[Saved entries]
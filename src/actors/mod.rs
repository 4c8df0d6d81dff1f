// ============================================================================
// Actors Module
// ============================================================================
//
// Actor-based runtime for the periodic dispatch work.
//
// Structure:
// - core/           - Health status types
// - health_monitor  - Aggregates component health
// - jobs            - AssignOrdersJob, MoveCouriersJob
// - coordinator     - Starts and stops everything above
//
// Note: Business rules live in the domain and the command handler.
//       Actors only schedule, retry and report.
//
// ============================================================================

mod core;
mod health_monitor;
mod jobs;
mod coordinator;

pub use self::core::{ComponentHealth, HealthStatus};
pub use health_monitor::{GetSystemHealth, HealthMonitorActor, SystemHealth, UpdateHealth};
pub use jobs::{
    AssignOrdersJob, JobSettings, MoveCouriersJob, RunAssignOrders, RunMoveCouriers, StopJob,
    ASSIGN_ORDERS_JOB, MOVE_COURIERS_JOB,
};
pub use coordinator::{CoordinatorActor, Shutdown};
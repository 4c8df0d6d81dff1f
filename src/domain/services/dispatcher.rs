use uuid::Uuid;

use crate::domain::courier::{Courier, CourierError};
use crate::domain::order::{Order, OrderError};

// ============================================================================
// Dispatcher - Picks a courier for an order
// ============================================================================
//
// Selection: among couriers able to take the order, the one with the
// smallest estimated time to the order's location; ties go to the courier
// that comes first. Both aggregates are only mutated once the courier has
// accepted the order.
//
// ============================================================================

#[derive(Debug, Clone, PartialEq, thiserror::Error)]
pub enum DispatcherError {
    #[error("No courier can take order {0}")]
    NoCourierAvailable(Uuid),

    #[error(transparent)]
    Courier(#[from] CourierError),

    #[error(transparent)]
    Order(#[from] OrderError),
}

#[derive(Debug, Default, Clone, Copy)]
pub struct Dispatcher;

impl Dispatcher {
    pub fn new() -> Self {
        Self
    }

    /// Assign `order` to the best courier in `couriers` and return that courier
    pub fn dispatch<'a>(
        &self,
        order: &mut Order,
        couriers: &'a mut [Courier],
    ) -> Result<&'a Courier, DispatcherError> {
        let index = self
            .select(order, couriers)?
            .ok_or(DispatcherError::NoCourierAvailable(order.id()))?;

        let courier = &mut couriers[index];

        let mut assigned = order.clone();
        assigned.assign(courier.id())?;
        courier.take_order(&assigned)?;
        *order = assigned;

        Ok(courier)
    }

    fn select(&self, order: &Order, couriers: &[Courier]) -> Result<Option<usize>, DispatcherError> {
        let mut best: Option<(usize, f64)> = None;

        for (index, courier) in couriers.iter().enumerate() {
            if !courier.can_take_order(order)? {
                continue;
            }

            let time = courier.calculate_time_to_location(order.location())?;
            match best {
                Some((_, best_time)) if best_time <= time => {}
                _ => best = Some((index, time)),
            }
        }

        Ok(best.map(|(index, _)| index))
    }
}

// ============================================================================
// Unit Tests
// ============================================================================

#[cfg(test)]
mod tests {
    use super::*;
    use crate::domain::kernel::Location;
    use crate::domain::order::OrderStatus;

    fn location(x: i32, y: i32) -> Location {
        Location::new(x, y).unwrap()
    }

    fn courier(name: &str, speed: i32, at: Location) -> Courier {
        Courier::new(Uuid::new_v4(), name, speed, at).unwrap()
    }

    fn order(volume: i32, at: Location) -> Order {
        Order::new(Uuid::new_v4(), at, volume).unwrap()
    }

    #[test]
    fn test_dispatch_picks_fastest_courier() {
        let mut couriers = vec![
            courier("walker", 1, location(0, 0)),
            courier("cyclist", 3, location(0, 0)),
            courier("neighbour", 1, location(9, 9)),
        ];
        let mut order = order(5, location(10, 10));

        let chosen = Dispatcher::new().dispatch(&mut order, &mut couriers).unwrap().id();

        assert_eq!(chosen, couriers[2].id());
        assert_eq!(order.status(), OrderStatus::Assigned);
        assert_eq!(order.courier_id(), Some(chosen));
        assert_eq!(couriers[2].storage_places()[0].order_id(), Some(order.id()));
        assert!(!couriers[0].storage_places()[0].is_occupied());
    }

    #[test]
    fn test_dispatch_ties_go_to_first_courier() {
        let mut couriers = vec![
            courier("first", 2, location(0, 0)),
            courier("second", 2, location(0, 0)),
        ];
        let mut order = order(1, location(4, 4));

        let chosen = Dispatcher::new().dispatch(&mut order, &mut couriers).unwrap().id();
        assert_eq!(chosen, couriers[0].id());
    }

    #[test]
    fn test_dispatch_skips_couriers_without_room() {
        let mut busy = courier("busy", 5, location(1, 1));
        busy.take_order(&order(10, location(1, 1))).unwrap();
        let mut couriers = vec![busy, courier("slow", 1, location(0, 0))];
        let mut order = order(4, location(1, 1));

        let chosen = Dispatcher::new().dispatch(&mut order, &mut couriers).unwrap().id();
        assert_eq!(chosen, couriers[1].id());
    }

    #[test]
    fn test_dispatch_without_candidates_leaves_order_untouched() {
        let mut couriers = vec![courier("small bag", 1, location(0, 0))];
        let mut order = order(50, location(1, 1));

        let error = Dispatcher::new().dispatch(&mut order, &mut couriers).unwrap_err();
        assert_eq!(error, DispatcherError::NoCourierAvailable(order.id()));
        assert_eq!(order.status(), OrderStatus::Created);

        let error = Dispatcher::new().dispatch(&mut order, &mut []).unwrap_err();
        assert!(matches!(error, DispatcherError::NoCourierAvailable(_)));
    }

    #[test]
    fn test_dispatch_completed_order_fails() {
        let mut couriers = vec![courier("any", 1, location(0, 0))];
        let mut order = Order::restore(
            Uuid::new_v4(),
            location(1, 1),
            1,
            OrderStatus::Completed,
            Some(Uuid::new_v4()),
        )
        .unwrap();

        let error = Dispatcher::new().dispatch(&mut order, &mut couriers).unwrap_err();
        assert!(matches!(error, DispatcherError::Order(OrderError::InvalidStatusToAssign(_))));
        assert!(!couriers[0].storage_places()[0].is_occupied());
    }
}
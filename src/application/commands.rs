use uuid::Uuid;

// ============================================================================
// Dispatch Commands - Represent caller intent
// ============================================================================
//
// Coordinates arrive as raw integers; the handler turns them into
// validated Locations.
//
// ============================================================================

#[derive(Debug, Clone)]
pub struct CreateCourier {
    pub name: String,
    pub speed: i32,
    pub x: i32,
    pub y: i32,
}

#[derive(Debug, Clone)]
pub struct AddStoragePlace {
    pub courier_id: Uuid,
    pub name: String,
    pub volume: i32,
}

#[derive(Debug, Clone)]
pub struct CreateOrder {
    pub order_id: Uuid,
    pub x: i32,
    pub y: i32,
    pub volume: i32,
}

/// Result of a successful `assign_orders` run
#[derive(Debug, Clone, Copy, PartialEq, Eq)]
pub struct Assignment {
    pub order_id: Uuid,
    pub courier_id: Uuid,
}

/// Result of a `move_couriers` run
#[derive(Debug, Clone, Copy, Default, PartialEq, Eq)]
pub struct MoveReport {
    pub moved: usize,
    pub completed: usize,
    /// Orders whose courier could not be advanced this run
    pub failed: usize,
}
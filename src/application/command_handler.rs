use std::sync::Arc;
use tokio::sync::Mutex;
use uuid::Uuid;

use crate::domain::courier::Courier;
use crate::domain::kernel::Location;
use crate::domain::order::{Order, OrderError};
use crate::domain::services::{Dispatcher, DispatcherError};
use crate::metrics::Metrics;
use crate::persistence::{CourierRepository, OrderRepository, RepositoryError};

use super::commands::{AddStoragePlace, Assignment, CreateCourier, CreateOrder, MoveReport};
use super::errors::DispatchError;

// ============================================================================
// Dispatch Command Handler
// ============================================================================
//
// Orchestrates: Command → Repository load → Aggregate → Repository update
//
// Every command runs inside one unit of work (a single async mutex), so at
// most one mutation per courier and per order is in flight at any time.
//
// ============================================================================

pub struct DispatchCommandHandler {
    couriers: Arc<dyn CourierRepository>,
    orders: Arc<dyn OrderRepository>,
    dispatcher: Dispatcher,
    metrics: Arc<Metrics>,
    unit_of_work: Mutex<()>,
}

impl DispatchCommandHandler {
    pub fn new(
        couriers: Arc<dyn CourierRepository>,
        orders: Arc<dyn OrderRepository>,
        metrics: Arc<Metrics>,
    ) -> Self {
        Self {
            couriers,
            orders,
            dispatcher: Dispatcher::new(),
            metrics,
            unit_of_work: Mutex::new(()),
        }
    }

    pub async fn create_courier(&self, command: CreateCourier) -> Result<Uuid, DispatchError> {
        let location = Location::new(command.x, command.y)?;
        let courier = Courier::new(Uuid::new_v4(), command.name, command.speed, location)?;

        let _unit = self.unit_of_work.lock().await;
        self.couriers.add(&courier).await?;

        tracing::info!(
            courier_id = %courier.id(),
            name = %courier.name(),
            speed = courier.speed(),
            location = %courier.location(),
            "Courier created"
        );

        Ok(courier.id())
    }

    pub async fn add_storage_place(&self, command: AddStoragePlace) -> Result<Uuid, DispatchError> {
        let _unit = self.unit_of_work.lock().await;

        let mut courier = self.couriers.get(command.courier_id).await?;
        let place_id = courier.add_storage_place(command.name, command.volume)?;
        self.couriers.update(&courier).await?;

        tracing::info!(
            courier_id = %courier.id(),
            storage_place_id = %place_id,
            volume = command.volume,
            "Storage place added"
        );

        Ok(place_id)
    }

    /// Accept a new order; an order id seen before is left untouched
    pub async fn create_order(&self, command: CreateOrder) -> Result<Uuid, DispatchError> {
        let location = Location::new(command.x, command.y)?;
        let order = Order::new(command.order_id, location, command.volume)?;

        let _unit = self.unit_of_work.lock().await;

        match self.orders.get(order.id()).await {
            Ok(_) => {
                tracing::debug!(order_id = %order.id(), "Order already exists, ignoring");
                return Ok(order.id());
            }
            Err(RepositoryError::NotFound { .. }) => {}
            Err(e) => return Err(e.into()),
        }

        self.orders.add(&order).await?;
        self.metrics.orders_created.inc();

        tracing::info!(
            order_id = %order.id(),
            location = %order.location(),
            volume = order.volume(),
            "Order created"
        );

        Ok(order.id())
    }

    /// Assign the oldest waiting order some free courier can take
    ///
    /// Orders no free courier fits are skipped, so one oversized order
    /// does not hold back the orders queued behind it.
    pub async fn assign_orders(&self) -> Result<Option<Assignment>, DispatchError> {
        let _unit = self.unit_of_work.lock().await;

        let waiting = self.orders.get_all_in_created_status().await?;
        let Some(oldest) = waiting.first().map(Order::id) else {
            return Ok(None);
        };

        let mut free = self.couriers.get_all_free().await?;
        self.metrics.free_couriers.set(free.len() as i64);

        for mut order in waiting {
            let courier = match self.dispatcher.dispatch(&mut order, &mut free) {
                Ok(courier) => courier.clone(),
                Err(DispatcherError::NoCourierAvailable(order_id)) => {
                    tracing::debug!(order_id = %order_id, "No free courier fits, trying next order");
                    continue;
                }
                Err(e) => {
                    let error = DispatchError::from(e);
                    self.metrics.record_dispatch_failure(error.reason());
                    return Err(error);
                }
            };

            self.orders.update(&order).await?;
            self.couriers.update(&courier).await?;
            self.metrics.orders_assigned.inc();

            tracing::info!(
                order_id = %order.id(),
                courier_id = %courier.id(),
                courier = %courier.name(),
                "Order assigned"
            );

            return Ok(Some(Assignment {
                order_id: order.id(),
                courier_id: courier.id(),
            }));
        }

        let error = DispatchError::NoCourierAvailable(oldest);
        self.metrics.record_dispatch_failure(error.reason());
        Err(error)
    }

    /// Move every courier with an assigned order one step; deliver on arrival
    ///
    /// A failure on one order is logged and counted; the other couriers
    /// still move.
    pub async fn move_couriers(&self) -> Result<MoveReport, DispatchError> {
        let _unit = self.unit_of_work.lock().await;

        let mut report = MoveReport::default();

        for order in self.orders.get_all_in_assigned_status().await? {
            let order_id = order.id();

            match self.advance(order).await {
                Ok(delivered) => {
                    report.moved += 1;
                    if delivered {
                        report.completed += 1;
                    }
                }
                Err(e) => {
                    report.failed += 1;
                    self.metrics.record_dispatch_failure(e.reason());
                    tracing::error!(order_id = %order_id, error = %e, "Failed to advance delivery");
                }
            }
        }

        Ok(report)
    }

    /// One step of the courier carrying `order`; true once delivered
    async fn advance(&self, mut order: Order) -> Result<bool, DispatchError> {
        let courier_id = order
            .courier_id()
            .ok_or(OrderError::InconsistentCourier {
                status: order.status(),
                courier: "none".to_string(),
            })?;

        let mut courier = self.couriers.get(courier_id).await?;
        courier.move_towards(order.location())?;
        self.metrics.courier_moves.inc();

        tracing::debug!(
            courier_id = %courier.id(),
            order_id = %order.id(),
            location = %courier.location(),
            target = %order.location(),
            "Courier moved"
        );

        if courier.location() != order.location() {
            self.couriers.update(&courier).await?;
            return Ok(false);
        }

        order.complete()?;
        courier.complete_order(order.id())?;

        // Courier first: a freed compartment never points at an open order
        self.couriers.update(&courier).await?;
        self.orders.update(&order).await?;
        self.metrics.orders_completed.inc();

        tracing::info!(
            order_id = %order.id(),
            courier_id = %courier.id(),
            "Order delivered"
        );

        Ok(true)
    }
}

// ============================================================================
// Unit Tests
// ============================================================================
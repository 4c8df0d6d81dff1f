use serde::{Deserialize, Serialize};
use uuid::Uuid;
use std::fmt;
use std::str::FromStr;

use crate::domain::kernel::GuardError;
use super::errors::OrderError;

// ============================================================================
// Order Status - Lifecycle state machine
// ============================================================================
//
//   Created ──assign──▶ Assigned ──complete──▶ Completed
//                        │   ▲
//                        └───┘ assign (reassignment)
//
// There is no "unknown" variant: text that does not name one of the three
// states is rejected when parsed or deserialized.
//
// ============================================================================

#[derive(Debug, Clone, Copy, PartialEq, Eq, Hash, Serialize, Deserialize)]
#[serde(rename_all = "lowercase")]
pub enum OrderStatus {
    Created,
    Assigned,
    Completed,
}

impl OrderStatus {
    /// Status reached by assigning a courier from the current status
    pub fn assign(self) -> Result<Self, OrderError> {
        match self {
            OrderStatus::Created | OrderStatus::Assigned => Ok(OrderStatus::Assigned),
            OrderStatus::Completed => Err(OrderError::InvalidStatusToAssign(self)),
        }
    }

    /// Status reached by completing delivery from the current status
    pub fn complete(self) -> Result<Self, OrderError> {
        match self {
            OrderStatus::Assigned => Ok(OrderStatus::Completed),
            OrderStatus::Created => Err(OrderError::NotAssigned),
            OrderStatus::Completed => Err(OrderError::AlreadyCompleted),
        }
    }

    /// `Created` must have no courier; `Assigned` and `Completed` must have one
    pub fn ensure_courier(self, courier_id: Option<Uuid>) -> Result<(), OrderError> {
        let consistent = match self {
            OrderStatus::Created => courier_id.is_none(),
            OrderStatus::Assigned | OrderStatus::Completed => courier_id.is_some(),
        };

        if consistent {
            Ok(())
        } else {
            Err(OrderError::InconsistentCourier {
                status: self,
                courier: courier_id.map_or_else(|| "none".to_string(), |id| id.to_string()),
            })
        }
    }

    pub fn is_terminal(self) -> bool {
        matches!(self, OrderStatus::Completed)
    }

    pub fn as_str(self) -> &'static str {
        match self {
            OrderStatus::Created => "created",
            OrderStatus::Assigned => "assigned",
            OrderStatus::Completed => "completed",
        }
    }
}

impl fmt::Display for OrderStatus {
    fn fmt(&self, f: &mut fmt::Formatter<'_>) -> fmt::Result {
        f.write_str(self.as_str())
    }
}

impl FromStr for OrderStatus {
    type Err = OrderError;

    fn from_str(s: &str) -> Result<Self, Self::Err> {
        match s.trim().to_ascii_lowercase().as_str() {
            "created" => Ok(OrderStatus::Created),
            "assigned" => Ok(OrderStatus::Assigned),
            "completed" => Ok(OrderStatus::Completed),
            other => Err(GuardError::invalid("status", format!("unknown order status '{}'", other)).into()),
        }
    }
}

// ============================================================================
// Unit Tests
// ============================================================================
// ============================================================================
// Courier Domain - Business Logic for Courier Aggregate
// ============================================================================
//
// - Storage place entity (single-slot compartment)
// - Errors (CourierError, StoragePlaceError)
// - Aggregate (Courier: movement, order taking, compartments)
//
// ============================================================================

pub mod errors;
pub mod storage_place;
pub mod aggregate;

pub use errors::*;
pub use storage_place::*;
pub use aggregate::*;
use chrono::{DateTime, Utc};

// ============================================================================
// Health Abstractions
// ============================================================================
//
// Status values reported by the background jobs and aggregated by the
// health monitor.
//
// ============================================================================

/// Health status of a component
#[derive(Debug, Clone, PartialEq)]
pub enum HealthStatus {
    Healthy,
    Degraded(String),
    Unhealthy(String),
}

impl HealthStatus {
    pub fn is_healthy(&self) -> bool {
        matches!(self, HealthStatus::Healthy)
    }

    pub fn is_degraded(&self) -> bool {
        matches!(self, HealthStatus::Degraded(_))
    }

    pub fn is_unhealthy(&self) -> bool {
        matches!(self, HealthStatus::Unhealthy(_))
    }

    /// Worst status wins: Unhealthy > Degraded > Healthy
    pub fn aggregate<'a>(components: impl IntoIterator<Item = (&'a str, &'a HealthStatus)>) -> HealthStatus {
        let mut degraded = Vec::new();
        let mut unhealthy = Vec::new();

        for (name, status) in components {
            match status {
                HealthStatus::Unhealthy(msg) => unhealthy.push(format!("{}: {}", name, msg)),
                HealthStatus::Degraded(msg) => degraded.push(format!("{}: {}", name, msg)),
                HealthStatus::Healthy => {}
            }
        }

        if !unhealthy.is_empty() {
            unhealthy.sort();
            HealthStatus::Unhealthy(unhealthy.join(", "))
        } else if !degraded.is_empty() {
            degraded.sort();
            HealthStatus::Degraded(degraded.join(", "))
        } else {
            HealthStatus::Healthy
        }
    }
}

/// Health information for a component
#[derive(Debug, Clone)]
pub struct ComponentHealth {
    pub name: String,
    pub status: HealthStatus,
    pub last_check: DateTime<Utc>,
    pub details: Option<String>,
}

impl ComponentHealth {
    pub fn new(name: impl Into<String>, status: HealthStatus) -> Self {
        Self {
            name: name.into(),
            status,
            last_check: Utc::now(),
            details: None,
        }
    }

    pub fn with_details(mut self, details: Option<String>) -> Self {
        self.details = details;
        self
    }
}

#[cfg(test)]
mod tests {
    use super::*;

    #[test]
    fn test_empty_is_healthy() {
        let none: [(&str, &HealthStatus); 0] = [];
        assert!(HealthStatus::aggregate(none).is_healthy());
    }

    #[test]
    fn test_degraded_component_degrades_system() {
        let healthy = HealthStatus::Healthy;
        let degraded = HealthStatus::Degraded("store unavailable".to_string());

        let overall = HealthStatus::aggregate([("assign_orders", &degraded), ("move_couriers", &healthy)]);
        assert_eq!(overall, HealthStatus::Degraded("assign_orders: store unavailable".to_string()));
    }

    #[test]
    fn test_unhealthy_wins_over_degraded() {
        let degraded = HealthStatus::Degraded("slow".to_string());
        let unhealthy = HealthStatus::Unhealthy("stopped".to_string());

        let overall = HealthStatus::aggregate([("a", &degraded), ("b", &unhealthy)]);
        assert!(overall.is_unhealthy());
        assert!(!overall.is_degraded());
    }
}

§ **TASK DESCRIPTION**: Lines holding the word "DispatcherError" are the answer; copy every one from the records above.

§ **RESULT OF THE TASK**:
pub enum DispatcherError {
    ) -> Result<&'a Courier, DispatcherError> {
            .ok_or(DispatcherError::NoCourierAvailable(order.id()))?;
    fn select(&self, order: &Order, couriers: &[Courier]) -> Result<Option<usize>, DispatcherError> {
        assert_eq!(error, DispatcherError::NoCourierAvailable(order.id()));
        assert!(matches!(error, DispatcherError::NoCourierAvailable(_)));
        assert!(matches!(error, DispatcherError::Order(OrderError::InvalidStatusToAssign(_))));
use crate::domain::services::{Dispatcher, DispatcherError};
                Err(DispatcherError::NoCourierAvailable(order_id)) => {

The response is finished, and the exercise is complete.